Identification and characterization of the immunogenic cytotoxic TvCP39 proteinase gene of Trichomonas vaginalis

. Using a proteomic approach (A–C), the TvCP39 proteinase was identified as a papain-like proteinases encoded by a 915-bp cathepsin L-like cysteine proteinase gene ( tvcp39), which was amplified using PCR, cloned, and sequenced. A recombinant protein fragment corresponding to the mature region (TvCP39r) bound to the surface of HeLa cells (D–F) and protected them from trichomonal destruction (G). In addition, TvCP39 was found in vaginal secretions of patients with trichomonosis using an anti-TvCP39r antibody. [Display omitted] ► The TvCP39 proteinase of Trichomonas vaginalis was identified using a proteomic approach. ► TvCP39 is encoded by a 915-bp cathepsin L-like cysteine proteinase gene ( tvcp39). ► A recombinant TvCP39 mature fragment (TvCP39r) binds to the surface of HeLa cells and protects them from trichomonal destruction. ► TvCP39 is a glycosylated cysteine proteinase. ► The anti-TvCP39r antibody detects TvCP39 in vaginal secretions of patients with trichomonosis. ► TvCP39 is a potential biomarker for trichomonosis. TvCP39 is a 39 kDa cysteine proteinase (CP) involved in Trichomonas vaginalis cytotoxicity that has been found in vaginal secretions and is immunogenic in patients with trichomonosis. The goal of this work was to identify, clone, express, and characterize the tvcp39 gene. The tvcp39 gene was identified using a proteomic approach, and the complete gene was amplified using PCR, cloned, and sequenced. TvCP39 is encoded by a 915-bp cathepsin L-like CP gene. A fragment corresponding to the mature region (TvCP39r) was expressed, purified, and used to produce rabbit polyclonal antibodies and in functional assays. In one- and two-dimensional western blot assays, the anti-TvCP39r antibody reacted with two protein bands of ∼28 and 27 kDa and three spots of ∼28, 27, and 24 kDa in trichomonad proteinase-rich extracts that could correspond to the mature and processed fragments of the TvCP39 peptidase.
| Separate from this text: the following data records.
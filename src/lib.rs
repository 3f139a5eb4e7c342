//! Manifold - a runtime object model with multiple dispatch
//!
//! Classes carry typed properties and validators; generic functions dispatch
//! over one or more argument classes through a per-position method table.
//! The model interoperates with legacy single-dispatch object systems in a
//! host environment, falling back to them when no native method is found.
//!
//! Everything is dynamic: checks happen at construction, assignment, and
//! dispatch time, and classes or methods may be declared at any point during
//! a program's life. An [`ObjectModel`] owns all registries, so independent
//! models can coexist within one process.

pub mod class;
pub mod dispatch;
pub mod error;
pub mod generic;
pub mod instance;
pub mod method_table;
pub mod model;
pub mod property;
pub mod union;
pub mod value;

// Include tests directory with all test modules
#[cfg(test)]
#[path = "tests/mod.rs"]
pub mod tests;

// Re-export public API
pub use class::{Class, ClassDecl, ClassId, Constructor, Parent, Validator};
pub use dispatch::{LegacyFn, MethodCursor, VersionCheck};
pub use error::{ObjectError, Result};
pub use generic::{CallArgs, Dispatchable, Generic, GenericId, MethodFn};
pub use instance::Instance;
pub use method_table::{DispatchKey, MethodId, MethodTable};
pub use model::ObjectModel;
pub use property::{Getter, PropertySpec, PropertyType, Setter};
pub use union::{UnionMember, UnionSpec};
pub use value::{BaseType, NativeFn, Promise, Value};
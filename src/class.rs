//! Class objects: nodes in the model's append-only class forest.
//!
//! A class carries its own declared properties plus a flattened property
//! list computed at declaration time (parent properties first, own
//! properties appended, name-compatible overrides merged in place).

use crate::error::Result;
use crate::instance::Instance;
use crate::model::ObjectModel;
use crate::property::PropertySpec;
use crate::value::{BaseType, Value};
use indexmap::IndexMap;
use std::rc::Rc;

/// Unique identifier for a class within one `ObjectModel`
#[derive(Debug, Clone, Copy, PartialEq, Eq, Hash)]
pub struct ClassId(pub u32);

/// Per-class invariant check: returns one message per violated constraint,
/// empty when the instance is valid. Each validator along the chain receives
/// the full instance, not just its own slice.
pub type Validator = Rc<dyn Fn(&ObjectModel, &Instance) -> Vec<String>>;

/// Custom construction logic. Replaces the default property-assignment step;
/// the validator chain still runs on the result.
pub type Constructor =
    Rc<dyn Fn(&ObjectModel, Value, IndexMap<String, Value>) -> Result<Instance>>;

/// Parent link of a class: the root object class has none, every other class
/// extends either another class or a base-type tag directly.
#[derive(Debug, Clone, Copy, PartialEq, Eq)]
pub enum Parent {
    /// Only the bootstrap `object` class
    Root,
    Class(ClassId),
    Base(BaseType),
}

/// A declared class. Immutable after declaration; methods dispatching on it
/// may still be registered at any time.
pub struct Class {
    pub name: String,
    pub parent: Parent,
    /// Properties declared directly on this class
    pub properties: Vec<PropertySpec>,
    /// Parent's flattened properties with own properties appended/overriding
    pub flattened: Vec<PropertySpec>,
    pub validator: Option<Validator>,
    pub constructor: Option<Constructor>,
    /// Abstract classes dispatch and inherit but cannot be instantiated
    pub is_abstract: bool,
}

impl Class {
    /// Resolve a property spec by name in the flattened (inherited) list.
    pub fn property(&self, name: &str) -> Option<&PropertySpec> {
        self.flattened.iter().find(|spec| spec.name == name)
    }

    /// Ordered names of the full inherited property set.
    pub fn property_names(&self) -> Vec<&str> {
        self.flattened.iter().map(|spec| spec.name.as_str()).collect()
    }
}

/// Builder for a class declaration, consumed by [`ObjectModel::declare_class`].
pub struct ClassDecl {
    pub(crate) name: String,
    pub(crate) parent: Parent,
    pub(crate) properties: Vec<PropertySpec>,
    pub(crate) validator: Option<Validator>,
    pub(crate) constructor: Option<Constructor>,
    pub(crate) is_abstract: bool,
}

impl ClassDecl {
    pub fn new(name: impl Into<String>) -> Self {
        Self {
            name: name.into(),
            parent: Parent::Root,
            properties: Vec::new(),
            validator: None,
            constructor: None,
            is_abstract: false,
        }
    }

    /// Extend another declared class. Default parent is the root object class.
    pub fn parent(mut self, class: ClassId) -> Self {
        self.parent = Parent::Class(class);
        self
    }

    /// Root the class directly on a base type; instances then wrap a base
    /// value of that type.
    pub fn base(mut self, tag: BaseType) -> Self {
        self.parent = Parent::Base(tag);
        self
    }

    pub fn property(mut self, spec: PropertySpec) -> Self {
        self.properties.push(spec);
        self
    }

    pub fn validator(
        mut self,
        validator: impl Fn(&ObjectModel, &Instance) -> Vec<String> + 'static,
    ) -> Self {
        self.validator = Some(Rc::new(validator));
        self
    }

    pub fn constructor(
        mut self,
        constructor: impl Fn(&ObjectModel, Value, IndexMap<String, Value>) -> Result<Instance>
            + 'static,
    ) -> Self {
        self.constructor = Some(Rc::new(constructor));
        self
    }

    pub fn abstract_class(mut self) -> Self {
        self.is_abstract = true;
        self
    }
}
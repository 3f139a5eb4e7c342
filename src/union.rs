//! Union types: an ordered set of classes and base-type tags usable wherever
//! a single type is expected, for property assignment or dispatch.

use crate::class::ClassId;
use crate::value::BaseType;

/// One member of a union: a declared class or a base-type tag.
#[derive(Debug, Clone, Copy, PartialEq, Eq, Hash)]
pub enum UnionMember {
    Class(ClassId),
    Base(BaseType),
}

/// An ordered, duplicate-free set of union members.
///
/// Nested unions flatten at construction; member order is first-occurrence
/// order, which is preserved when a union signature expands into method
/// table entries.
#[derive(Debug, Clone, PartialEq, Eq)]
pub struct UnionSpec {
    members: Vec<UnionMember>,
}

impl UnionSpec {
    pub fn new(members: impl IntoIterator<Item = UnionMember>) -> Self {
        let mut seen = Vec::new();
        for member in members {
            if !seen.contains(&member) {
                seen.push(member);
            }
        }
        Self { members: seen }
    }

    /// Merge another union into this one, keeping first-occurrence order.
    pub fn extend(mut self, other: &UnionSpec) -> Self {
        for member in &other.members {
            if !self.members.contains(member) {
                self.members.push(*member);
            }
        }
        self
    }

    pub fn members(&self) -> &[UnionMember] {
        &self.members
    }

    pub fn is_empty(&self) -> bool {
        self.members.is_empty()
    }

    pub fn contains(&self, member: UnionMember) -> bool {
        self.members.contains(&member)
    }

    /// True when every member of `self` is literally a member of `other`.
    /// Class hierarchy is not consulted; see
    /// [`PropertyType::is_compatible_override`](crate::property::PropertyType::is_compatible_override)
    /// for the hierarchy-aware narrowing check.
    pub fn is_subset_of(&self, other: &UnionSpec) -> bool {
        self.members.iter().all(|m| other.contains(*m))
    }
}

impl From<UnionMember> for UnionSpec {
    fn from(member: UnionMember) -> Self {
        UnionSpec::new([member])
    }
}
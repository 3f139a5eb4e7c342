//! Construction and validation: flattened property sets, validator chains,
//! abstract classes, defaults, and custom constructors.

use crate::class::ClassDecl;
use crate::error::ObjectError;
use crate::instance::Instance;
use crate::model::ObjectModel;
use crate::property::PropertySpec;
use crate::value::{BaseType, Value};
use pretty_assertions::assert_eq;

/// Class `a` with `x: float`, subclass `b` adding `y: float` and a
/// validator requiring `y >= x`.
fn model_with_a_and_b() -> (ObjectModel, crate::class::ClassId, crate::class::ClassId) {
    let mut model = ObjectModel::new();
    let a = model
        .declare_class(ClassDecl::new("a").property(PropertySpec::base("x", BaseType::Float)))
        .unwrap();
    let b = model
        .declare_class(
            ClassDecl::new("b")
                .parent(a)
                .property(PropertySpec::base("y", BaseType::Float))
                .validator(|_, instance| {
                    let x = instance
                        .raw_property("x")
                        .and_then(Value::as_float)
                        .unwrap_or(0.0);
                    let y = instance
                        .raw_property("y")
                        .and_then(Value::as_float)
                        .unwrap_or(0.0);
                    if y < x {
                        vec![format!("y must be at least x (y={y}, x={x})")]
                    } else {
                        Vec::new()
                    }
                }),
        )
        .unwrap();
    (model, a, b)
}

#[test]
fn constructing_b_with_y_below_x_fails_validation() {
    let (model, _, b) = model_with_a_and_b();
    let err = model
        .construct(
            b,
            Value::Null,
            vec![("x", Value::Float(5.0)), ("y", Value::Float(3.0))],
        )
        .unwrap_err();
    match err {
        ObjectError::Validation { class, messages } => {
            assert_eq!(class, "b");
            assert_eq!(messages.len(), 1);
            assert!(messages[0].contains("y must be at least x"));
        }
        other => panic!("expected validation error, got {other:?}"),
    }
}

#[test]
fn constructing_b_with_valid_values_succeeds() {
    let (model, _, b) = model_with_a_and_b();
    let instance = model
        .construct(
            b,
            Value::Null,
            vec![("x", Value::Float(5.0)), ("y", Value::Float(10.0))],
        )
        .unwrap();
    assert_eq!(
        model.get_property(&instance, "x").unwrap(),
        Value::Float(5.0)
    );
    assert_eq!(
        model.get_property(&instance, "y").unwrap(),
        Value::Float(10.0)
    );
}

#[test]
fn flattened_properties_are_parent_set_plus_own() {
    let (model, a, b) = model_with_a_and_b();
    let a_names = model.get_class(a).unwrap().property_names();
    let b_names = model.get_class(b).unwrap().property_names();
    assert_eq!(a_names, vec!["x"]);
    assert_eq!(b_names, vec!["x", "y"]);
}

#[test]
fn subclass_instances_satisfy_parent_validators() {
    let mut model = ObjectModel::new();
    let positive = model
        .declare_class(
            ClassDecl::new("positive")
                .property(PropertySpec::base("x", BaseType::Float))
                .validator(|_, instance| {
                    match instance.raw_property("x").and_then(Value::as_float) {
                        Some(x) if x > 0.0 => Vec::new(),
                        _ => vec!["x must be positive".to_string()],
                    }
                }),
        )
        .unwrap();
    let child = model
        .declare_class(ClassDecl::new("positive-child").parent(positive))
        .unwrap();

    // The parent validator runs even though the child declares none.
    let err = model
        .construct(child, Value::Null, vec![("x", Value::Float(-1.0))])
        .unwrap_err();
    assert!(matches!(err, ObjectError::Validation { .. }));

    let ok = model
        .construct(child, Value::Null, vec![("x", Value::Float(1.0))])
        .unwrap();
    assert_eq!(model.validate(&ok), Vec::<String>::new());
}

#[test]
fn validation_messages_accumulate_root_to_most_specific() {
    let mut model = ObjectModel::new();
    let parent = model
        .declare_class(
            ClassDecl::new("parent")
                .property(PropertySpec::any("value"))
                .validator(|_, _| vec!["parent rejects".to_string()]),
        )
        .unwrap();
    let child = model
        .declare_class(
            ClassDecl::new("child")
                .parent(parent)
                .validator(|_, _| vec!["child rejects".to_string()]),
        )
        .unwrap();

    let err = model.construct(child, Value::Null, vec![("value", Value::Null)]);
    match err.unwrap_err() {
        ObjectError::Validation { messages, .. } => {
            assert_eq!(
                messages,
                vec!["parent rejects".to_string(), "child rejects".to_string()]
            );
        }
        other => panic!("expected validation error, got {other:?}"),
    }
}

#[test]
fn abstract_classes_cannot_be_instantiated() {
    let mut model = ObjectModel::new();
    let shape = model
        .declare_class(ClassDecl::new("shape").abstract_class())
        .unwrap();
    let err = model
        .construct::<&str>(shape, Value::Null, Vec::new())
        .unwrap_err();
    assert!(matches!(err, ObjectError::Declaration { .. }));

    // Concrete descendants still work.
    let circle = model
        .declare_class(ClassDecl::new("circle").parent(shape))
        .unwrap();
    assert!(model
        .construct::<&str>(circle, Value::Null, Vec::new())
        .is_ok());
}

#[test]
fn base_rooted_classes_type_check_the_base_value() {
    let mut model = ObjectModel::new();
    let text = model
        .declare_class(ClassDecl::new("text").base(BaseType::String))
        .unwrap();

    let err = model
        .construct::<&str>(text, Value::Integer(3), Vec::new())
        .unwrap_err();
    match err {
        ObjectError::TypeMismatch {
            expected, found, ..
        } => {
            assert_eq!(expected, "string");
            assert_eq!(found, "integer");
        }
        other => panic!("expected type mismatch, got {other:?}"),
    }

    let ok = model
        .construct::<&str>(text, Value::String("hello".to_string()), Vec::new())
        .unwrap();
    assert_eq!(ok.base(), &Value::String("hello".to_string()));
}

#[test]
fn missing_values_take_the_default_then_null() {
    let mut model = ObjectModel::new();
    let config = model
        .declare_class(
            ClassDecl::new("config")
                .property(PropertySpec::base("retries", BaseType::Integer).with_default(Value::Integer(3)))
                .property(PropertySpec::any("note")),
        )
        .unwrap();
    let instance = model
        .construct::<&str>(config, Value::Null, Vec::new())
        .unwrap();
    assert_eq!(
        model.get_property(&instance, "retries").unwrap(),
        Value::Integer(3)
    );
    assert_eq!(model.get_property(&instance, "note").unwrap(), Value::Null);
}

#[test]
fn unknown_constructor_arguments_are_rejected() {
    let (model, _, b) = model_with_a_and_b();
    let err = model
        .construct(b, Value::Null, vec![("z", Value::Float(1.0))])
        .unwrap_err();
    assert!(matches!(err, ObjectError::UnknownProperty { .. }));
}

#[test]
fn mistyped_constructor_arguments_name_the_property() {
    let (model, _, b) = model_with_a_and_b();
    let err = model
        .construct(
            b,
            Value::Null,
            vec![("x", Value::String("five".to_string()))],
        )
        .unwrap_err();
    match err {
        ObjectError::TypeMismatch {
            context,
            expected,
            found,
        } => {
            assert!(context.contains("'x'"));
            assert_eq!(expected, "float");
            assert_eq!(found, "string");
        }
        other => panic!("expected type mismatch, got {other:?}"),
    }
}

#[test]
fn incompatible_property_redeclaration_conflicts() {
    let mut model = ObjectModel::new();
    let a = model
        .declare_class(ClassDecl::new("a").property(PropertySpec::base("x", BaseType::Float)))
        .unwrap();
    let err = model
        .declare_class(
            ClassDecl::new("bad-child")
                .parent(a)
                .property(PropertySpec::base("x", BaseType::String)),
        )
        .unwrap_err();
    assert!(matches!(err, ObjectError::PropertyConflict { .. }));
}

#[test]
fn custom_constructors_still_run_the_validator_chain() {
    let mut model = ObjectModel::new();
    let range = model
        .declare_class(
            ClassDecl::new("range")
                .property(PropertySpec::base("start", BaseType::Float))
                .property(PropertySpec::base("end", BaseType::Float))
                .validator(|_, instance| {
                    let start = instance
                        .raw_property("start")
                        .and_then(Value::as_float)
                        .unwrap_or(0.0);
                    let end = instance
                        .raw_property("end")
                        .and_then(Value::as_float)
                        .unwrap_or(0.0);
                    if end < start {
                        vec!["end must not precede start".to_string()]
                    } else {
                        Vec::new()
                    }
                })
                .constructor(|model, base, mut args| {
                    // Accept a single "span" argument and derive both bounds.
                    let span = args
                        .shift_remove("span")
                        .and_then(|v| v.as_float())
                        .unwrap_or(0.0);
                    let class = model.find_class("range").expect("declared");
                    let mut properties = indexmap::IndexMap::new();
                    properties.insert("start".to_string(), Value::Float(0.0));
                    properties.insert("end".to_string(), Value::Float(span));
                    Ok(Instance::new(class, base, properties))
                }),
        )
        .unwrap();

    let ok = model
        .construct(range, Value::Null, vec![("span", Value::Float(4.0))])
        .unwrap();
    assert_eq!(
        model.get_property(&ok, "end").unwrap(),
        Value::Float(4.0)
    );

    let err = model
        .construct(range, Value::Null, vec![("span", Value::Float(-2.0))])
        .unwrap_err();
    assert!(matches!(err, ObjectError::Validation { .. }));
}
//! Runtime value representation for the object model.
//!
//! `Value` covers the base values an instance can be rooted on, plus
//! instances themselves and opaque promises forwarded to methods unevaluated.

use crate::error::Result;
use crate::instance::Instance;
use indexmap::IndexMap;
use std::fmt;
use std::rc::Rc;

/// Signature for built-in function values
pub type NativeFn = fn(&[Value]) -> Result<Value>;

/// Tag identifying the base type of a value, used as the terminal entry of
/// every dispatch chain and as a member of union types.
#[derive(Debug, Clone, Copy, PartialEq, Eq, Hash)]
pub enum BaseType {
    Null,
    Boolean,
    Integer,
    Float,
    String,
    List,
    Map,
    Function,
    Promise,
}

impl BaseType {
    pub fn name(&self) -> &'static str {
        match self {
            BaseType::Null => "null",
            BaseType::Boolean => "boolean",
            BaseType::Integer => "integer",
            BaseType::Float => "float",
            BaseType::String => "string",
            BaseType::List => "list",
            BaseType::Map => "map",
            BaseType::Function => "function",
            BaseType::Promise => "promise",
        }
    }
}

impl fmt::Display for BaseType {
    fn fmt(&self, f: &mut fmt::Formatter<'_>) -> fmt::Result {
        f.write_str(self.name())
    }
}

/// An unevaluated argument expression, forwarded to method bodies untouched.
///
/// The core never forces a promise; `force` exists for host environments
/// that implement non-standard evaluation on top of the model.
#[derive(Clone)]
pub struct Promise {
    thunk: Rc<dyn Fn() -> Result<Value>>,
}

impl Promise {
    pub fn new(thunk: impl Fn() -> Result<Value> + 'static) -> Self {
        Self {
            thunk: Rc::new(thunk),
        }
    }

    /// Evaluate the promise. Host-side only; dispatch never calls this.
    pub fn force(&self) -> Result<Value> {
        (self.thunk)()
    }
}

impl fmt::Debug for Promise {
    fn fmt(&self, f: &mut fmt::Formatter<'_>) -> fmt::Result {
        f.write_str("Promise(<unevaluated>)")
    }
}

impl PartialEq for Promise {
    fn eq(&self, other: &Self) -> bool {
        Rc::ptr_eq(&self.thunk, &other.thunk)
    }
}

/// Runtime values in the object model
#[derive(Debug, Clone)]
pub enum Value {
    /// Absence of a value; also the default property value
    Null,
    /// Boolean value
    Boolean(bool),
    /// 64-bit signed integer
    Integer(i64),
    /// 64-bit floating point number
    Float(f64),
    /// UTF-8 string
    String(String),
    /// Ordered list of values
    List(Vec<Value>),
    /// Ordered map with string keys
    Map(IndexMap<String, Value>),
    /// Built-in function value
    Function(NativeFn),
    /// Opaque unevaluated argument (non-standard evaluation collaborator)
    Promise(Promise),
    /// Instance of a declared class
    Object(Instance),
}

impl Value {
    /// Base-type tag for this value. Objects report the tag of their
    /// underlying base value.
    pub fn base_type(&self) -> BaseType {
        match self {
            Value::Null => BaseType::Null,
            Value::Boolean(_) => BaseType::Boolean,
            Value::Integer(_) => BaseType::Integer,
            Value::Float(_) => BaseType::Float,
            Value::String(_) => BaseType::String,
            Value::List(_) => BaseType::List,
            Value::Map(_) => BaseType::Map,
            Value::Function(_) => BaseType::Function,
            Value::Promise(_) => BaseType::Promise,
            Value::Object(instance) => instance.base().base_type(),
        }
    }

    pub fn is_object(&self) -> bool {
        matches!(self, Value::Object(_))
    }

    pub fn as_object(&self) -> Option<&Instance> {
        match self {
            Value::Object(instance) => Some(instance),
            _ => None,
        }
    }

    pub fn as_integer(&self) -> Option<i64> {
        match self {
            Value::Integer(n) => Some(*n),
            _ => None,
        }
    }

    pub fn as_float(&self) -> Option<f64> {
        match self {
            Value::Float(n) => Some(*n),
            Value::Integer(n) => Some(*n as f64),
            _ => None,
        }
    }

    pub fn as_str(&self) -> Option<&str> {
        match self {
            Value::String(s) => Some(s),
            _ => None,
        }
    }
}

impl PartialEq for Value {
    fn eq(&self, other: &Self) -> bool {
        match (self, other) {
            (Value::Null, Value::Null) => true,
            (Value::Boolean(a), Value::Boolean(b)) => a == b,
            (Value::Integer(a), Value::Integer(b)) => a == b,
            (Value::Float(a), Value::Float(b)) => a == b,
            (Value::String(a), Value::String(b)) => a == b,
            (Value::List(a), Value::List(b)) => a == b,
            (Value::Map(a), Value::Map(b)) => a == b,
            (Value::Function(a), Value::Function(b)) => *a as usize == *b as usize,
            (Value::Promise(a), Value::Promise(b)) => a == b,
            (Value::Object(a), Value::Object(b)) => a == b,
            _ => false,
        }
    }
}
The anti-TvCP39r antibody reacted with the parasitic surface and the native TvCP39 present in vaginal washes from patients with trichomonosis. Moreover, the recombinant TvCP39 protein bound to the surface of HeLa cells and protected HeLa cell monolayers from trichomonal destruction in a concentration-dependent manner. In conclusion, our data support TvCP39 as one of the surface proteinases that is glycosylated and is involved in trichomonal cytotoxicity. Thus, TvCP39 is the first glycosylated cysteine proteinase detected in T. vaginalis.